─── Input data ───

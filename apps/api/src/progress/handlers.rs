//! Axum route handlers for saved progress.

use axum::{
    extract::{Path, Query, State},
    http::StatusCode,
    Json,
};
use serde::{Deserialize, Serialize};
use uuid::Uuid;

use crate::auth::require_user;
use crate::errors::AppError;
use crate::models::roadmap::RoadmapProgressData;
use crate::progress::summary::{calculate_progress, ProgressStats};
use crate::state::AppState;

#[derive(Debug, Serialize)]
pub struct ProgressResponse {
    pub progress: Option<RoadmapProgressData>,
    pub stats: ProgressStats,
}

/// GET /api/v1/sessions/:id/progress
///
/// Returns the signed-in user's saved document with completion stats.
/// `progress` is null when nothing is saved.
pub async fn handle_get_progress(
    State(state): State<AppState>,
    Path(session_id): Path<Uuid>,
) -> Result<Json<ProgressResponse>, AppError> {
    let session = state.sessions.require(session_id).await?;
    let user = require_user(&session)?;

    let progress = state.store.load(&user.id).await?;
    let stats = progress
        .as_ref()
        .map(calculate_progress)
        .unwrap_or_default();

    Ok(Json(ProgressResponse { progress, stats }))
}

#[derive(Debug, Deserialize)]
pub struct DeleteProgressParams {
    #[serde(default)]
    pub confirm: bool,
}

/// DELETE /api/v1/sessions/:id/progress?confirm=true
///
/// Deletes the signed-in user's saved document. The session's current view is
/// untouched. Requires explicit confirmation.
pub async fn handle_delete_progress(
    State(state): State<AppState>,
    Path(session_id): Path<Uuid>,
    Query(params): Query<DeleteProgressParams>,
) -> Result<StatusCode, AppError> {
    let session = state.sessions.require(session_id).await?;
    let user = require_user(&session)?;

    if !params.confirm {
        return Err(AppError::Validation(
            "Progress deletion requires confirm=true".to_string(),
        ));
    }

    state.store.delete(&user.id).await?;
    Ok(StatusCode::NO_CONTENT)
}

───

● **Task directions**
From the material above, count the lines that include "struct" and give only the total.

● **Exercise solution**
2